How to complete this task
Write out the material below exactly, with no line missing.

Given records

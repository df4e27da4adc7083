use axum::{
    extract::{Path, State},
    Json,
};

use jobboard_core::{Company, CompanyId, CompanyOption};

use crate::problem::ProblemResponse;
use crate::router::AppState;
use crate::telemetry::record_query;

pub async fn list(
    State(state): State<AppState>,
) -> Result<Json<Vec<CompanyOption>>, ProblemResponse> {
    record_query("companies");
    Ok(Json(state.service().list_companies().await?))
}

pub async fn names(State(state): State<AppState>) -> Result<Json<Vec<String>>, ProblemResponse> {
    record_query("company_names");
    Ok(Json(state.service().list_company_names().await?))
}

pub async fn show(
    State(state): State<AppState>,
    Path(id): Path<CompanyId>,
) -> Result<Json<Company>, ProblemResponse> {
    record_query("company_by_id");
    Ok(Json(state.service().get_company_by_id(id).await?))
}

Solution to the exercise
repository df4e27da4adc7083
use axum::{
    extract::{Path, State},
    Json,
};

use jobboard_core::{Company, CompanyId, CompanyOption};

use crate::problem::ProblemResponse;
use crate::router::AppState;
use crate::telemetry::record_query;

pub async fn list(
    State(state): State<AppState>,
) -> Result<Json<Vec<CompanyOption>>, ProblemResponse> {
    record_query("companies");
    Ok(Json(state.service().list_companies().await?))
}

pub async fn names(State(state): State<AppState>) -> Result<Json<Vec<String>>, ProblemResponse> {
    record_query("company_names");
    Ok(Json(state.service().list_company_names().await?))
}

pub async fn show(
    State(state): State<AppState>,
    Path(id): Path<CompanyId>,
) -> Result<Json<Company>, ProblemResponse> {
    record_query("company_by_id");
    Ok(Json(state.service().get_company_by_id(id).await?))
}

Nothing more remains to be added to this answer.